At the recently held Zimbabwe Internet Governance Forum facilitated by MISA, I spoke about how the open internet, just like ‘open society’, does not mean equal, or neutral. I gave examples of how in our work at Her Zimbabwe, very often we have observed how a lot of women will come via inbox messages to comment on articles they read on our website, but they will not publicly own that opinion or openly leave a comment in the public comment section.
Her Zimbabwe is that space where we will have the difficult conversations, be they about women’s politicized bodies or society’s messed up attitudes.
When supposedly empowered women still feel subjugated and cannot publicly have an opinion on potentially controversial issues, it opens your eyes to the fact that the internet, while providing many opportunities, can also be a very cruel space, presenting many subtle obstacles to participation. It is not just a place where one is confronted by threats of hacking, identity theft, privacy invasion or surveillance among other things. It is place where cyber bullies, trolls and misogynists assume avatar like powers and behind the veneer of their screens, hog all conversations and silence others.
Many women’s online experience is about being bullied or just plain intimidated. Essentially, it has been our observation that the online space is not devoid of the sexism and patriarchal attitudes that currently permeate society today.
It starts with subtle forms of harassment that many of us attempt to laugh away or allow some offenders to get away with, not realizing that the more they get away with ‘little transgressions’ the more emboldened they become to do worse things in the future.
In the Zimbabwean twittersphere for example, there is a form of bullying that is fast but silently gaining traction online, through subtweets. Members of the Zimbabwean twitterati would know one or two individuals who, because they are men, always get away with telling everyone to ‘eff’ off, while they are perfectly incapable of confronting contrarian opinions without dispatching expletives or insulting the holder of an opinion that they disagree with.

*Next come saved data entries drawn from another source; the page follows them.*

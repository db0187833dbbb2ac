// SPDX-License-Identifier: BUSL-1.1
// Copyright (c) 2026 Alfred Jean LLC

//! Scenario 4, reduced to its transition primitives: `transfer_to_state`
//! (unconditional, no handler), `suppress` (declared and silently ignored),
//! and an explicit handler calling `change_state`, composed over a small
//! three-state machine (`idle` -> `armed` -> `unlocked`) rather than the
//! full intercom panel — the full panel is exercised end to end by the
//! `intercom_statechart` demo (spec §8 scenario 4; spec §4.4).

use std::sync::Arc;
use std::time::Duration;

use parking_lot::Mutex;
use sobjectizer::agent::{AgentLogic, DefineCtx};
use sobjectizer::env::{AgentSpec, CoopBuilder, EnvParams, Environment};
use sobjectizer::mbox::MboxRef;
use sobjectizer::{send_signal, MessageType, Result, Signal, SoError, SoErrorKind};
use sobjectizer_scenarios::{wait_until, SHORT};

struct Arm;
impl Signal for Arm {}
struct Disarm;
impl Signal for Disarm {}
struct Unlock;
impl Signal for Unlock {}

struct Lock {
    inbox: MboxRef,
    observed: Arc<Mutex<&'static str>>,
}

impl AgentLogic for Lock {
    fn define_agent(&mut self, ctx: &mut DefineCtx<'_>) -> Result<()> {
        let idle = ctx.add_state("idle");
        let armed = ctx.add_state("armed");
        let unlocked = ctx.add_state("unlocked");
        ctx.set_initial_state(idle);

        for (id, name) in [(idle, "idle"), (armed, "armed"), (unlocked, "unlocked")] {
            let observed = self.observed.clone();
            ctx.set_on_enter(id, Box::new(move || *observed.lock() = name));
        }

        // Unconditional, handler-less transition.
        ctx.transfer_to_state(idle, MessageType::of::<Arm>(), armed);
        // Declared but deliberately inert in `idle` — arming twice is a no-op.
        ctx.suppress::<Arm>(&self.inbox, idle)?;
        ctx.suppress::<Disarm>(&self.inbox, idle)?;

        ctx.just_switch_to::<Disarm>(&self.inbox, armed, idle)?;
        ctx.subscribe::<Unlock, _>(&self.inbox, armed, move |ctx, _| {
            let _ = ctx.change_state(unlocked);
        })?;

        ctx.just_switch_to::<Disarm>(&self.inbox, unlocked, idle)?;
        ctx.suppress::<Arm>(&self.inbox, unlocked)?;
        ctx.suppress::<Unlock>(&self.inbox, unlocked)?;

        Ok(())
    }
}

fn run_sequence(signals: &[&str]) -> Result<&'static str> {
    let env = Environment::new(EnvParams::new());
    let inbox = env.create_mpmc_mbox();
    let observed = Arc::new(Mutex::new("unset"));

    env.register_coop(
        CoopBuilder::new("lock-test")
            .add_agent(AgentSpec::new(Lock { inbox: inbox.clone(), observed: observed.clone() }, "default")),
    )?;

    assert!(wait_until(SHORT, || *observed.lock() == "idle"));

    for signal in signals {
        match *signal {
            "arm" => {
                let _ = send_signal::<Arm>(&inbox);
            }
            "disarm" => {
                let _ = send_signal::<Disarm>(&inbox);
            }
            "unlock" => {
                let _ = send_signal::<Unlock>(&inbox);
            }
            other => return Err(SoError::new(SoErrorKind::Internal, format!("unknown signal in test table: {other}"))),
        }
        std::thread::sleep(Duration::from_millis(20));
    }

    Ok(*observed.lock())
}

#[yare::parameterized(
    arm_only = { &["arm"], "armed" },
    arm_then_disarm = { &["arm", "disarm"], "idle" },
    arm_then_unlock = { &["arm", "unlock"], "unlocked" },
    unlock_without_arming_is_suppressed = { &["unlock"], "idle" },
    double_arm_is_a_no_op = { &["arm", "arm", "unlock"], "unlocked" },
    full_cycle_back_to_idle = { &["arm", "unlock", "disarm"], "idle" },
    unlocked_ignores_arm_and_unlock = { &["arm", "unlock", "arm", "unlock", "disarm"], "idle" },
)]
fn transition_table(signals: &[&str], expected_final_state: &str) -> Result<()> {
    assert_eq!(run_sequence(signals)?, expected_final_state);
    Ok(())
}
// SPDX-License-Identifier: BUSL-1.1
// Copyright (c) 2026 Alfred Jean LLC

//! Flat-set subscription storage: a sorted vector with batched, lazy
//! re-sorting. Lookup is O(log n) once sorted; inserts are pushed
//! unsorted and only merged back in on the next lookup, giving O(n)
//! *amortized* insert/erase with deterministic, contiguous memory use
//! (spec §4.2) — as opposed to [`super::VectorStorage`], which keeps the
//! vector sorted on every single insert.

use super::{RemovalOutcome, SubscriptionKey, SubscriptionStorage, StoredHandler};
use crate::mbox::MboxId;
use crate::message::MessageType;
use crate::state::StateId;

pub struct FlatSetStorage {
    sorted: Vec<(SubscriptionKey, StoredHandler)>,
    pending: Vec<(SubscriptionKey, StoredHandler)>,
}

impl FlatSetStorage {
    pub fn new() -> Self {
        Self { sorted: Vec::new(), pending: Vec::new() }
    }

    fn settle(&mut self) {
        if self.pending.is_empty() {
            return;
        }
        self.sorted.append(&mut self.pending);
        self.sorted.sort_by_key(|(k, _)| *k);
    }

    fn contains_key(&self, key: &SubscriptionKey) -> bool {
        self.sorted.binary_search_by_key(key, |(k, _)| *k).is_ok()
            || self.pending.iter().any(|(k, _)| k == key)
    }
}

impl Default for FlatSetStorage {
    fn default() -> Self {
        Self::new()
    }
}

impl SubscriptionStorage for FlatSetStorage {
    fn create(&mut self, key: SubscriptionKey, handler: StoredHandler) -> Result<(), ()> {
        if self.contains_key(&key) {
            return Err(());
        }
        self.pending.push((key, handler));
        Ok(())
    }

    fn drop_for_state(&mut self, mbox_id: MboxId, msg_type: MessageType, state: StateId) -> RemovalOutcome {
        self.settle();
        let key = SubscriptionKey::new(mbox_id, msg_type, state);
        match self.sorted.binary_search_by_key(&key, |(k, _)| *k) {
            Err(_) => RemovalOutcome::NotFound,
            Ok(pos) => {
                self.sorted.remove(pos);
                if self.has_any_for_mbox_msg_type(mbox_id, msg_type) {
                    RemovalOutcome::RemovedOthersRemain
                } else {
                    RemovalOutcome::RemovedLastForMboxMsgType
                }
            }
        }
    }

    fn drop_for_mbox_msg_type(&mut self, mbox_id: MboxId, msg_type: MessageType) -> usize {
        self.settle();
        let rank = msg_type.rank();
        let before = self.sorted.len();
        self.sorted.retain(|(k, _)| !(k.mbox_id == mbox_id && k.msg_type_rank == rank));
        before - self.sorted.len()
    }

    fn drop_all(&mut self) {
        self.sorted.clear();
        self.pending.clear();
    }

    fn find(&self, mbox_id: MboxId, msg_type: MessageType, state: StateId) -> Option<&StoredHandler> {
        let key = SubscriptionKey::new(mbox_id, msg_type, state);
        if let Ok(pos) = self.sorted.binary_search_by_key(&key, |(k, _)| *k) {
            return Some(&self.sorted[pos].1);
        }
        self.pending.iter().find(|(k, _)| *k == key).map(|(_, h)| h)
    }

    fn find_mut(&mut self, mbox_id: MboxId, msg_type: MessageType, state: StateId) -> Option<&mut StoredHandler> {
        self.settle();
        let key = SubscriptionKey::new(mbox_id, msg_type, state);
        match self.sorted.binary_search_by_key(&key, |(k, _)| *k) {
            Ok(pos) => Some(&mut self.sorted[pos].1),
            Err(_) => None,
        }
    }

    fn len(&self) -> usize {
        self.sorted.len() + self.pending.len()
    }

    fn has_any_for_mbox_msg_type(&self, mbox_id: MboxId, msg_type: MessageType) -> bool {
        let rank = msg_type.rank();
        self.sorted.iter().any(|(k, _)| k.mbox_id == mbox_id && k.msg_type_rank == rank)
            || self.pending.iter().any(|(k, _)| k.mbox_id == mbox_id && k.msg_type_rank == rank)
    }
}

Sub-tweets – in their worst form – can be considered a sort of passive-aggressive insult slinging or digital side-eye, where one calls out or tweets about someone without directly mentioning them.
One moment you are sharing an opinion about something on Twitter. Two or three people converse around the subject. Fourth person with a differing opinion doesn’t join the conversation, but chooses rather to sub-tweet and insult any and all those holding a certain opinion. You know that it is a sub-tweet because interestingly, this person happens to be suddenly throwing seemingly untargeted but offensive tweets about the same issue you are discussing. Try that when you are a woman, and you are lucky if you are not virtually lynched for being an emotional creature on her periods. Ironically, like Donald Trump, the Twitter bullies’ verbal abuse of others bafflingly seems to be their most endearing quality to their supporters.

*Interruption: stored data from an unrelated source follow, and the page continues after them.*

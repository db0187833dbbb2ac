// SPDX-License-Identifier: BUSL-1.1
// Copyright (c) 2026 Alfred Jean LLC

//! Delivery filter: a per-subscriber predicate consulted before enqueue on
//! an MPMC mbox (spec §3, §4.1, §4.3).

use crate::message::MessageRef;

/// Predicate evaluated in the sender's thread, before the message-limit
/// counter is touched (spec §4.3).
pub trait DeliveryFilter: Send + Sync {
    fn check(&self, message: &MessageRef) -> bool;
}

impl<F: Fn(&MessageRef) -> bool + Send + Sync> DeliveryFilter for F {
    fn check(&self, message: &MessageRef) -> bool {
        self(message)
    }
}

/// A filter that counts how many messages it has let through — used by the
/// ping-pong scenario (spec §8 scenario 1) to assert exact delivery counts.
pub struct CountingFilter<F> {
    inner: F,
    count: std::sync::atomic::AtomicU64,
}

impl<F: Fn(&MessageRef) -> bool + Send + Sync> CountingFilter<F> {
    pub fn new(inner: F) -> Self {
        Self { inner, count: std::sync::atomic::AtomicU64::new(0) }
    }

    pub fn count(&self) -> u64 {
        self.count.load(std::sync::atomic::Ordering::Acquire)
    }
}

impl<F: Fn(&MessageRef) -> bool + Send + Sync> DeliveryFilter for CountingFilter<F> {
    fn check(&self, message: &MessageRef) -> bool {
        let passed = (self.inner)(message);
        if passed {
            self.count.fetch_add(1, std::sync::atomic::Ordering::AcqRel);
        }
        passed
    }
}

In recent months I have seen some members of the Zimbabwe twitterati virtually ‘gang up’ – ostensibly to create a digital lynch mob – and provoke known Twitter bullies to ‘deal with’ some users deemed to hold unfavorable opinions about something. Fellow users often feed the bullies and do not speak out against them for fear of retaliation or lest they themselves become targets for online abuse and public ridicule.
Such tech-related violence intimidates and silences women’s voices on the internet, because it has the downstream effect of hindering freedom of expression and participation through creating an environment of fear, intimidation and social isolation.